The Smothers Brothers soon got crosswise with CBS and were fired in 1969, but Paulsen fielded a lucrative offer to stay. Instead, he signed with ABC to produce the Pat Paulsen Comedy Half Hour, which lasted only 13 weeks.
Still at his prime, Paulsen got regular work, touring with his comedy act and appearing on TV shows such as “The Wild Wild West,” “The Monkees,” “Sesame Street” and “Get Smart.” While Jane spent most of her time at home with the kids, she was able to travel with him to London, where he taped a segment for “The Tom Jones Show.”
His most enduring fame came about innocuously. While taping a segment with the Smothers Brothers, they suggested that he run for president.
Paulsen quipped, “Why not? I can’t dance. Besides, the job has a good pension plan and I’ll get a lot of money when I retire.”
He followed through, mounting satirical presidential campaigns in ‘68, ‘72, ‘80, ‘88, ‘92 and ‘96 and actually garnering some votes.
As a child living in Studio City, Monty remembers visiting his uncle Lorin Paulsen’s camp for boys on Westside Road in Healdsburg. Impressed by the animals and forts, he and his siblings urged their parents to move to Sonoma County. In 1971, the Paulsens bought a 350-acre ranch outside Cloverdale at the end of River Road and used it as a summer home. The following year, they moved full time to the riverfront parcel.
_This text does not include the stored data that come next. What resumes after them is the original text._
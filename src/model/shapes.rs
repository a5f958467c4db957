use kurbo::{Ellipse, Shape as _};

use crate::{
    config::model::Configuration,
    foundation::core::{BezPath, HostEnv, Point, Rect, Rgba8},
    geometry::calc::Geometry,
};

/// Flattening tolerance used when turning descriptors into paths.
pub const PATH_TOLERANCE: f64 = 0.1;

/// Drawable state of one dot.
#[derive(Clone, Copy, Debug, PartialEq, serde::Serialize, serde::Deserialize)]
pub struct IndicatorDescriptor {
    pub center: Point,
    /// Outer diameter, stroke included.
    pub size: f64,
    pub fill: Rgba8,
    pub stroke_width: f64,
    pub stroke: Rgba8,
}

impl IndicatorDescriptor {
    /// Square bounds of the dot.
    pub fn frame(&self) -> Rect {
        Rect::from_center_size(self.center, (self.size, self.size))
    }

    /// Rebuild the descriptor around a new frame, keeping its center on the frame's center.
    pub fn with_frame(self, frame: Rect) -> Self {
        Self {
            center: frame.center(),
            size: frame.width().min(frame.height()).max(0.0),
            ..self
        }
    }

    /// Oval traced along the middle of the stroke, so the painted outline stays inside
    /// [`Self::frame`].
    pub fn path(&self) -> BezPath {
        let half = self.stroke_width / 2.0;
        let rect = self.frame().inset(-half);
        if rect.width() <= 0.0 || rect.height() <= 0.0 {
            return BezPath::new();
        }
        Ellipse::from_rect(rect).to_path(PATH_TOLERANCE)
    }
}

/// Drawable state of one track segment.
#[derive(Clone, Copy, Debug, PartialEq, serde::Serialize, serde::Deserialize)]
pub struct LineDescriptor {
    pub rect: Rect,
    pub fill: Rgba8,
}

impl LineDescriptor {
    pub fn path(&self) -> BezPath {
        self.rect.abs().to_path(PATH_TOLERANCE)
    }
}

/// Addresses one shape inside a [`ShapeSet`].
#[derive(
    Clone, Copy, Debug, PartialEq, Eq, PartialOrd, Ord, Hash, serde::Serialize, serde::Deserialize,
)]
pub enum ShapeSlot {
    /// Track segment after dot `n`.
    Line(usize),
    /// Dot `n`.
    Indicator(usize),
}

/// Full renderable state for one configuration snapshot.
///
/// Lines come first so that they are painted beneath the dots.
#[derive(Clone, Debug, Default, PartialEq, serde::Serialize, serde::Deserialize)]
pub struct ShapeSet {
    pub lines: Vec<LineDescriptor>,
    pub indicators: Vec<IndicatorDescriptor>,
}

/// One entry of a [`ShapeSet`] in paint order.
#[derive(Clone, Copy, Debug, PartialEq)]
pub enum ShapeRef<'a> {
    Line(usize, &'a LineDescriptor),
    Indicator(usize, &'a IndicatorDescriptor),
}

impl ShapeSet {
    pub fn len(&self) -> usize {
        self.lines.len() + self.indicators.len()
    }

    pub fn is_empty(&self) -> bool {
        self.lines.is_empty() && self.indicators.is_empty()
    }

    /// Shapes in paint order: every line, then every dot.
    pub fn iter(&self) -> impl Iterator<Item = ShapeRef<'_>> {
        let lines = self
            .lines
            .iter()
            .enumerate()
            .map(|(i, l)| ShapeRef::Line(i, l));
        let dots = self
            .indicators
            .iter()
            .enumerate()
            .map(|(i, d)| ShapeRef::Indicator(i, d));
        lines.chain(dots)
    }

    /// Slots in paint order.
    pub fn slots(&self) -> impl Iterator<Item = ShapeSlot> + '_ {
        self.iter().map(|s| match s {
            ShapeRef::Line(i, _) => ShapeSlot::Line(i),
            ShapeRef::Indicator(i, _) => ShapeSlot::Indicator(i),
        })
    }
}

/// Lay out every dot and track segment for `config` inside `env`.
///
/// Pure: identical inputs always produce identical shape sets.
pub fn compute_shape_set(config: &Configuration, env: HostEnv) -> ShapeSet {
    let geo = Geometry::new(config, env);
    let steps = config.steps();

    let lines = if config.show_track && steps > 1 {
        (0..steps - 1)
            .map(|gap| LineDescriptor {
                rect: geo.line_rect(gap),
                fill: geo.line_fill(gap),
            })
            .collect()
    } else {
        Vec::new()
    };

    let indicators = (0..steps)
        .map(|step| IndicatorDescriptor {
            center: geo.indicator_center(step),
            size: geo.indicator_diameter(step),
            fill: geo.indicator_fill(step),
            stroke_width: geo.indicator_stroke_width(step),
            stroke: geo.indicator_stroke_color(),
        })
        .collect();

    ShapeSet { lines, indicators }
}

#[cfg(test)]
#[path = "../../tests/unit/model/shapes.rs"]
mod tests;
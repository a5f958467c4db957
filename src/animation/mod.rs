//! Easing, interpolation and backend-side transition playback.

pub(crate) mod ease;
pub(crate) mod lerp;
pub(crate) mod scene;
pub(crate) mod transition;
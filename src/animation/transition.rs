use crate::{
    animation::{ease::Ease, lerp::Lerp},
    foundation::core::{Rect, Rgba8},
    model::shapes::{ShapeSet, ShapeSlot},
};

/// Which animatable property of a shape a value belongs to.
#[derive(
    Clone, Copy, Debug, PartialEq, Eq, PartialOrd, Ord, Hash, serde::Serialize, serde::Deserialize,
)]
pub enum PropertyKind {
    /// Bounds of a dot or track segment.
    Frame,
    /// Outline width of a dot.
    StrokeWidth,
    /// Fill color of a dot or track segment.
    Fill,
}

/// A property value addressed to one shape.
#[derive(Clone, Copy, Debug, PartialEq, serde::Serialize, serde::Deserialize)]
pub enum PropertyValue {
    Frame(Rect),
    StrokeWidth(f64),
    Fill(Rgba8),
}

impl PropertyValue {
    pub fn kind(&self) -> PropertyKind {
        match self {
            Self::Frame(_) => PropertyKind::Frame,
            Self::StrokeWidth(_) => PropertyKind::StrokeWidth,
            Self::Fill(_) => PropertyKind::Fill,
        }
    }
}

impl Lerp for PropertyValue {
    fn lerp(a: &Self, b: &Self, t: f64) -> Self {
        match (a, b) {
            (Self::Frame(a), Self::Frame(b)) => Self::Frame(Rect::lerp(a, b, t)),
            (Self::StrokeWidth(a), Self::StrokeWidth(b)) => {
                Self::StrokeWidth(<f64 as Lerp>::lerp(a, b, t))
            }
            (Self::Fill(a), Self::Fill(b)) => Self::Fill(Rgba8::lerp(a, b, t)),
            // Mismatched kinds snap to the target.
            _ => *b,
        }
    }
}

/// An eased move of one shape property toward `target`.
///
/// The start value is whatever the backend currently displays for that property, so a newer
/// request for the same slot and property supersedes an older one mid-flight.
#[derive(Clone, Copy, Debug, PartialEq, serde::Serialize, serde::Deserialize)]
pub struct TransitionRequest {
    pub slot: ShapeSlot,
    pub target: PropertyValue,
    /// Length in seconds.
    pub duration: f64,
    pub ease: Ease,
}

/// Every property a slot of that type animates, in request order.
pub fn animated_kinds(slot: ShapeSlot) -> &'static [PropertyKind] {
    match slot {
        ShapeSlot::Indicator(_) => &[
            PropertyKind::Frame,
            PropertyKind::StrokeWidth,
            PropertyKind::Fill,
        ],
        ShapeSlot::Line(_) => &[PropertyKind::Frame, PropertyKind::Fill],
    }
}

/// Read one property of one shape, if both exist.
pub fn read_property(set: &ShapeSet, slot: ShapeSlot, kind: PropertyKind) -> Option<PropertyValue> {
    match slot {
        ShapeSlot::Indicator(i) => {
            let d = set.indicators.get(i)?;
            Some(match kind {
                PropertyKind::Frame => PropertyValue::Frame(d.frame()),
                PropertyKind::StrokeWidth => PropertyValue::StrokeWidth(d.stroke_width),
                PropertyKind::Fill => PropertyValue::Fill(d.fill),
            })
        }
        ShapeSlot::Line(i) => {
            let l = set.lines.get(i)?;
            match kind {
                PropertyKind::Frame => Some(PropertyValue::Frame(l.rect)),
                PropertyKind::Fill => Some(PropertyValue::Fill(l.fill)),
                PropertyKind::StrokeWidth => None,
            }
        }
    }
}

/// Overwrite one property of one shape. Returns `false` when the slot or property is absent.
pub fn write_property(set: &mut ShapeSet, slot: ShapeSlot, value: PropertyValue) -> bool {
    match slot {
        ShapeSlot::Indicator(i) => {
            let Some(d) = set.indicators.get_mut(i) else {
                return false;
            };
            match value {
                PropertyValue::Frame(r) => *d = d.with_frame(r),
                PropertyValue::StrokeWidth(w) => d.stroke_width = w,
                PropertyValue::Fill(c) => d.fill = c,
            }
            true
        }
        ShapeSlot::Line(i) => {
            let Some(l) = set.lines.get_mut(i) else {
                return false;
            };
            match value {
                PropertyValue::Frame(r) => l.rect = r,
                PropertyValue::Fill(c) => l.fill = c,
                PropertyValue::StrokeWidth(_) => return false,
            }
            true
        }
    }
}

/// Requests moving every property of every shape in `target` over `duration` seconds.
pub fn requests_for(target: &ShapeSet, duration: f64, ease: Ease) -> Vec<TransitionRequest> {
    let mut out = Vec::new();
    for slot in target.slots() {
        for &kind in animated_kinds(slot) {
            if let Some(value) = read_property(target, slot, kind) {
                out.push(TransitionRequest {
                    slot,
                    target: value,
                    duration,
                    ease,
                });
            }
        }
    }
    out
}

#[cfg(test)]
#[path = "../../tests/unit/animation/transition.rs"]
mod tests;
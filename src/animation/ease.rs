/// Timing curve applied to a transition's normalized progress.
#[derive(Clone, Copy, Debug, PartialEq, serde::Serialize, serde::Deserialize)]
pub enum Ease {
    Linear,
    InQuad,
    OutQuad,
    InOutQuad,
    InCubic,
    OutCubic,
    InOutCubic,
    /// CSS-style cubic bezier with control points (x1, y1) and (x2, y2).
    CubicBezier { x1: f64, y1: f64, x2: f64, y2: f64 },
}

impl Ease {
    /// The platform "ease-out" curve, `cubic-bezier(0, 0, 0.58, 1)`.
    pub const EASE_OUT: Self = Self::CubicBezier {
        x1: 0.0,
        y1: 0.0,
        x2: 0.58,
        y2: 1.0,
    };

    pub fn apply(self, t: f64) -> f64 {
        let t = t.clamp(0.0, 1.0);
        match self {
            Self::Linear => t,
            Self::InQuad => t * t,
            Self::OutQuad => 1.0 - (1.0 - t) * (1.0 - t),
            Self::InOutQuad => {
                if t < 0.5 {
                    2.0 * t * t
                } else {
                    1.0 - ((-2.0 * t + 2.0).powi(2) / 2.0)
                }
            }
            Self::InCubic => t * t * t,
            Self::OutCubic => 1.0 - (1.0 - t).powi(3),
            Self::InOutCubic => {
                if t < 0.5 {
                    4.0 * t * t * t
                } else {
                    1.0 - ((-2.0 * t + 2.0).powi(3) / 2.0)
                }
            }
            Self::CubicBezier { x1, y1, x2, y2 } => {
                if t == 0.0 || t == 1.0 {
                    return t;
                }
                cubic_bezier(t, x1, y1, x2, y2)
            }
        }
    }
}

impl Default for Ease {
    fn default() -> Self {
        Self::EASE_OUT
    }
}

// Newton-Raphson on x(u) = t, then evaluate y(u).
fn cubic_bezier(t: f64, x1: f64, y1: f64, x2: f64, y2: f64) -> f64 {
    let mut u = t;
    for _ in 0..8 {
        let x = bezier_coord(u, x1, x2) - t;
        if x.abs() < 1e-7 {
            break;
        }
        let slope = bezier_slope(u, x1, x2);
        if slope.abs() < 1e-6 {
            break;
        }
        u = (u - x / slope).clamp(0.0, 1.0);
    }
    bezier_coord(u, y1, y2)
}

fn bezier_coord(u: f64, p1: f64, p2: f64) -> f64 {
    let mu = 1.0 - u;
    3.0 * mu * mu * u * p1 + 3.0 * mu * u * u * p2 + u * u * u
}

fn bezier_slope(u: f64, p1: f64, p2: f64) -> f64 {
    let mu = 1.0 - u;
    3.0 * mu * mu * p1 + 6.0 * mu * u * (p2 - p1) + 3.0 * u * u * (1.0 - p2)
}

#[cfg(test)]
#[path = "../../tests/unit/animation/ease.rs"]
mod tests;
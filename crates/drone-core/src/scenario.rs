//! # Scenarios
//!
//! One scenario per design principle, each assembling its drones from a
//! [`FleetConfig`] and flying them into a status sink.
//!
//! | Scenario | Lines |
//! |----------|-------|
//! | single-responsibility | one flight (5) |
//! | open-closed | one flight + spin (6) |
//! | interface-segregation | two flights + team-up (11) |
//! | dependency-inversion | one flight per configured drone (10 by default) |

use crate::primitives::{
    DEFAULT_CONTROLLED, DEFAULT_EXTENDED_MODEL, DEFAULT_EXTENDED_NAME, DEFAULT_NAME,
    FLIGHT_LINE_COUNT, MIN_CONTROLLED_DRONES,
};
use crate::{
    ControlledDrone, Controller, Drone, DroneError, DroneName, FlightController, Flyable,
    Groupable, SpinningDrone, StatusSink, TeamDrone,
};
use serde::{Deserialize, Serialize};
use std::collections::BTreeSet;
use std::str::FromStr;

// =============================================================================
// FLEET CONFIGURATION
// =============================================================================

/// Names and labels of every drone the scenarios build.
///
/// Every section is optional when deserialized; missing values fall back to
/// the default fleet.
#[derive(Debug, Clone, Default, PartialEq, Eq, Serialize, Deserialize)]
#[serde(default)]
pub struct FleetConfig {
    pub single_responsibility: SoloConfig,
    pub open_closed: ExtendedConfig,
    pub interface_segregation: TeamConfig,
    pub dependency_inversion: ControlledConfig,
}

impl FleetConfig {
    /// Reject fleets whose scenarios could not publish their fixed line
    /// sequences.
    ///
    /// - every drone name must be printable (no control characters)
    /// - dependency inversion needs at least [`MIN_CONTROLLED_DRONES`]
    ///   drones, each on a distinct controller label
    pub fn validate(&self) -> Result<(), DroneError> {
        let names = [
            &self.single_responsibility.name,
            &self.open_closed.name,
            &self.interface_segregation.mate,
            &self.interface_segregation.leader,
        ];
        let controlled = self.dependency_inversion.drones.iter().map(|d| &d.name);

        if let Some(bad) = names.into_iter().chain(controlled).find(|n| !n.is_printable()) {
            return Err(DroneError::Config(format!(
                "Drone name {:?} contains control characters",
                bad.as_str()
            )));
        }

        self.dependency_inversion.validate()
    }
}

/// Drone flown by the single-responsibility scenario.
#[derive(Debug, Clone, PartialEq, Eq, Serialize, Deserialize)]
#[serde(default)]
pub struct SoloConfig {
    pub name: DroneName,
}

impl Default for SoloConfig {
    fn default() -> Self {
        Self {
            name: DroneName::new(DEFAULT_NAME),
        }
    }
}

/// Drone flown by the open-closed scenario.
#[derive(Debug, Clone, PartialEq, Eq, Serialize, Deserialize)]
#[serde(default)]
pub struct ExtendedConfig {
    pub name: DroneName,
    pub model: String,
}

impl Default for ExtendedConfig {
    fn default() -> Self {
        Self {
            name: DroneName::new(DEFAULT_EXTENDED_NAME),
            model: DEFAULT_EXTENDED_MODEL.to_string(),
        }
    }
}

/// Drones flown by the interface-segregation scenario.
///
/// The `mate` is held only through its flight capability; the `leader`
/// carries the team capability and adds the mate.
#[derive(Debug, Clone, PartialEq, Eq, Serialize, Deserialize)]
#[serde(default)]
pub struct TeamConfig {
    pub mate: DroneName,
    pub leader: DroneName,
}

impl Default for TeamConfig {
    fn default() -> Self {
        Self {
            mate: DroneName::new(DEFAULT_NAME),
            leader: DroneName::new(DEFAULT_NAME),
        }
    }
}

/// Drones flown by the dependency-inversion scenario.
#[derive(Debug, Clone, PartialEq, Eq, Serialize, Deserialize)]
#[serde(default)]
pub struct ControlledConfig {
    pub drones: Vec<ControlledEntry>,
}

impl Default for ControlledConfig {
    fn default() -> Self {
        Self {
            drones: DEFAULT_CONTROLLED
                .iter()
                .map(|(name, controller)| ControlledEntry {
                    name: DroneName::new(*name),
                    controller: FlightController::new(*controller),
                })
                .collect(),
        }
    }
}

impl ControlledConfig {
    fn validate(&self) -> Result<(), DroneError> {
        if self.drones.len() < MIN_CONTROLLED_DRONES {
            return Err(DroneError::Config(format!(
                "dependency_inversion needs at least {} drones, found {}",
                MIN_CONTROLLED_DRONES,
                self.drones.len()
            )));
        }

        let mut seen = BTreeSet::new();
        for entry in &self.drones {
            if !seen.insert(entry.controller.kind()) {
                return Err(DroneError::Config(format!(
                    "Controller '{}' is shared by more than one drone",
                    entry.controller
                )));
            }
        }
        Ok(())
    }
}

/// One controller-injected drone.
#[derive(Debug, Clone, PartialEq, Eq, Serialize, Deserialize)]
pub struct ControlledEntry {
    pub name: DroneName,
    pub controller: FlightController,
}

// =============================================================================
// SCENARIO
// =============================================================================

/// The four demonstration scenarios.
#[derive(Debug, Clone, Copy, PartialEq, Eq, PartialOrd, Ord, Hash, Serialize)]
#[serde(rename_all = "kebab-case")]
pub enum Scenario {
    SingleResponsibility,
    OpenClosed,
    InterfaceSegregation,
    DependencyInversion,
}

impl Scenario {
    /// Every scenario, in presentation order.
    pub const ALL: [Scenario; 4] = [
        Scenario::SingleResponsibility,
        Scenario::OpenClosed,
        Scenario::InterfaceSegregation,
        Scenario::DependencyInversion,
    ];

    /// Stable key used on the command line and in JSON output.
    #[must_use]
    pub fn key(&self) -> &'static str {
        match self {
            Scenario::SingleResponsibility => "single-responsibility",
            Scenario::OpenClosed => "open-closed",
            Scenario::InterfaceSegregation => "interface-segregation",
            Scenario::DependencyInversion => "dependency-inversion",
        }
    }

    /// Human-readable principle name.
    #[must_use]
    pub fn principle(&self) -> &'static str {
        match self {
            Scenario::SingleResponsibility => "Single Responsibility",
            Scenario::OpenClosed => "Open/Closed",
            Scenario::InterfaceSegregation => "Interface Segregation",
            Scenario::DependencyInversion => "Dependency Inversion",
        }
    }

    /// Number of lines [`Scenario::run`] emits for the given fleet.
    #[must_use]
    pub fn expected_line_count(&self, fleet: &FleetConfig) -> usize {
        match self {
            Scenario::SingleResponsibility => FLIGHT_LINE_COUNT,
            Scenario::OpenClosed => FLIGHT_LINE_COUNT + 1,
            Scenario::InterfaceSegregation => FLIGHT_LINE_COUNT * 2 + 1,
            Scenario::DependencyInversion => {
                FLIGHT_LINE_COUNT * fleet.dependency_inversion.drones.len()
            }
        }
    }

    /// Build the scenario's drones from `fleet` and fly them into `sink`.
    ///
    /// The fleet is validated first; nothing is emitted for an invalid one.
    pub fn run(&self, fleet: &FleetConfig, sink: &mut dyn StatusSink) -> Result<(), DroneError> {
        fleet.validate()?;

        match self {
            Scenario::SingleResponsibility => {
                Drone::new(fleet.single_responsibility.name.clone()).fly(sink)
            }
            Scenario::OpenClosed => {
                let cfg = &fleet.open_closed;
                SpinningDrone::new(cfg.name.clone(), cfg.model.clone()).fly(sink)
            }
            Scenario::InterfaceSegregation => {
                let cfg = &fleet.interface_segregation;
                let mate: Box<dyn Flyable> = Box::new(TeamDrone::new(cfg.mate.clone()));
                mate.fly(sink)?;

                let leader = TeamDrone::new(cfg.leader.clone());
                leader.fly(sink)?;
                leader.add(mate.as_ref(), sink)
            }
            Scenario::DependencyInversion => {
                for entry in &fleet.dependency_inversion.drones {
                    let drone =
                        ControlledDrone::new(entry.name.clone(), Box::new(entry.controller.clone()));
                    drone.fly(sink)?;
                }
                Ok(())
            }
        }
    }
}

impl FromStr for Scenario {
    type Err = DroneError;

    fn from_str(s: &str) -> Result<Self, Self::Err> {
        let normalized = s.trim().to_ascii_lowercase().replace('_', "-");
        match normalized.as_str() {
            "s" | "single-responsibility" => Ok(Scenario::SingleResponsibility),
            "o" | "open-closed" => Ok(Scenario::OpenClosed),
            "i" | "interface-segregation" => Ok(Scenario::InterfaceSegregation),
            "d" | "dependency-inversion" => Ok(Scenario::DependencyInversion),
            _ => Err(DroneError::UnknownScenario(s.to_string())),
        }
    }
}

impl std::fmt::Display for Scenario {
    fn fmt(&self, f: &mut std::fmt::Formatter<'_>) -> std::fmt::Result {
        f.write_str(self.key())
    }
}

// =============================================================================
// TESTS
// =============================================================================

#[cfg(test)]
mod tests {
    use super::*;
    use crate::Recorder;
    use crate::primitives::{SPIN_AROUND, flight_sequence};

    fn run(scenario: Scenario, fleet: &FleetConfig) -> Vec<String> {
        let mut recorder = Recorder::new();
        scenario.run(fleet, &mut recorder).expect("run");
        recorder.into_lines()
    }

    #[test]
    fn every_scenario_matches_expected_line_count() {
        let fleet = FleetConfig::default();
        for scenario in Scenario::ALL {
            assert_eq!(
                run(scenario, &fleet).len(),
                scenario.expected_line_count(&fleet),
                "{}",
                scenario
            );
        }
    }

    #[test]
    fn open_closed_names_falcon() {
        let lines = run(Scenario::OpenClosed, &FleetConfig::default());
        assert_eq!(lines[0], ">>> flying drone[Falcon] ...");
        assert_eq!(lines[5], SPIN_AROUND);
    }

    #[test]
    fn interface_segregation_ends_with_team_up() {
        let lines = run(Scenario::InterfaceSegregation, &FleetConfig::default());
        let hummingbird = flight_sequence(&DroneName::new("Hummingbird"));

        assert_eq!(lines[..5], hummingbird[..]);
        assert_eq!(lines[5..10], hummingbird[..]);
        assert_eq!(
            lines[10],
            "[team up] forming a team, adding Hummingbird to my team ..."
        );
    }

    #[test]
    fn dependency_inversion_flies_each_configured_drone() {
        let mut fleet = FleetConfig::default();
        fleet.dependency_inversion.drones.push(ControlledEntry {
            name: DroneName::new("Hummingbird#3"),
            controller: FlightController::new("NBCFB Q-1"),
        });

        let lines = run(Scenario::DependencyInversion, &fleet);

        assert_eq!(lines.len(), 15);
        assert_eq!(lines[10], ">>> flying drone[Hummingbird#3] ...");
    }

    fn controlled(entries: &[(&str, &str)]) -> FleetConfig {
        let mut fleet = FleetConfig::default();
        fleet.dependency_inversion.drones = entries
            .iter()
            .map(|(name, controller)| ControlledEntry {
                name: DroneName::new(*name),
                controller: FlightController::new(*controller),
            })
            .collect();
        fleet
    }

    fn assert_rejected(fleet: &FleetConfig) {
        let mut recorder = Recorder::new();
        let result = Scenario::DependencyInversion.run(fleet, &mut recorder);
        assert!(matches!(result, Err(DroneError::Config(_))), "{:?}", result);
        assert!(recorder.is_empty());
    }

    #[test]
    fn default_fleet_is_valid() {
        assert!(FleetConfig::default().validate().is_ok());
    }

    #[test]
    fn empty_controlled_fleet_rejected() {
        assert_rejected(&controlled(&[]));
    }

    #[test]
    fn single_controlled_drone_rejected() {
        assert_rejected(&controlled(&[("Hummingbird#1", "NBCFB X-20B")]));
    }

    #[test]
    fn shared_controller_label_rejected() {
        assert_rejected(&controlled(&[
            ("Hummingbird#1", "NBCFB X-20B"),
            ("Hummingbird#2", "NBCFB X-20B"),
        ]));
    }

    #[test]
    fn multiline_name_rejected_before_any_line() {
        let mut fleet = FleetConfig::default();
        fleet.single_responsibility.name = DroneName::new("a\nb");
        let mut recorder = Recorder::new();

        let result = Scenario::SingleResponsibility.run(&fleet, &mut recorder);

        assert!(matches!(result, Err(DroneError::Config(_))));
        assert!(recorder.is_empty());
    }

    #[test]
    fn parse_accepts_keys_and_shorthands() {
        assert_eq!("open-closed".parse::<Scenario>().ok(), Some(Scenario::OpenClosed));
        assert_eq!(
            "Dependency_Inversion".parse::<Scenario>().ok(),
            Some(Scenario::DependencyInversion)
        );
        assert_eq!("s".parse::<Scenario>().ok(), Some(Scenario::SingleResponsibility));
        assert!(matches!(
            "liskov".parse::<Scenario>(),
            Err(DroneError::UnknownScenario(_))
        ));
    }

    #[test]
    fn display_round_trips_through_key() {
        for scenario in Scenario::ALL {
            assert_eq!(scenario.to_string().parse::<Scenario>().ok(), Some(scenario));
        }
    }
}
//! # drone-core
//!
//! Capability-composed drones - THE LOGIC.
//!
//! Each drone variant demonstrates one design principle by how it is put
//! together, not by what it prints:
//! - [`Drone`]: every flight step is its own operation (single responsibility)
//! - [`SpinningDrone`]: extends [`Drone`] by holding one (open/closed)
//! - [`TeamDrone`]: flight and teaming are separate traits (interface segregation)
//! - [`ControlledDrone`]: the controller is injected, never built (dependency inversion)
//!
//! ## Architectural Constraints
//!
//! - Sequential: no async, no threads, no shared mutable state
//! - Drones never write to stdout; every line goes through a [`StatusSink`]
//! - Capabilities a drone declares are present from construction onward

// =============================================================================
// MODULES
// =============================================================================

pub mod capability;
pub mod controlled;
pub mod drone;
pub mod extended;
pub mod primitives;
pub mod scenario;
pub mod sink;
pub mod team;
pub mod types;

// =============================================================================
// RE-EXPORTS: Core Types (from types module)
// =============================================================================

pub use types::{Controller, DroneError, DroneName, FlightController};

// =============================================================================
// RE-EXPORTS: Capabilities & Entities
// =============================================================================

pub use capability::{Flyable, Groupable, TeamAnnouncer};
pub use controlled::ControlledDrone;
pub use drone::Drone;
pub use extended::SpinningDrone;
pub use team::{TeamDrone, TeamDroneBuilder};

// =============================================================================
// RE-EXPORTS: Output & Scenarios
// =============================================================================

pub use scenario::{
    ControlledConfig, ControlledEntry, ExtendedConfig, FleetConfig, Scenario, SoloConfig,
    TeamConfig,
};
pub use sink::{Recorder, StatusSink, WriterSink};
“We really made the move for the kids,” Jane Paulsen said, but the house was small and it rained constantly the first year, leaving her with three cranky kids while Pat was on the road with his act. Before long they bought the adjacent property and moved into the larger house on that parcel.
Grapes were gaining a foothold at the time, so the Paulsens planted vineyards and later bought the 3.25-acre “village” of Asti. Pat appointed himself the mayor of Asti, and built Pat Paulsen Vineyards winery and tasting room. The vineyards’ first bottling was overseen by vintner Dick Arrowood at Chateau St. Jean in Kenwood.
“Mom was the driving force behind the winery and our family,” Terri said. “She was also the stabilizing force behind my dad.” While Pat spent his time touring, she said, Jane stayed home to run the winery, the tasting room and raise the kids.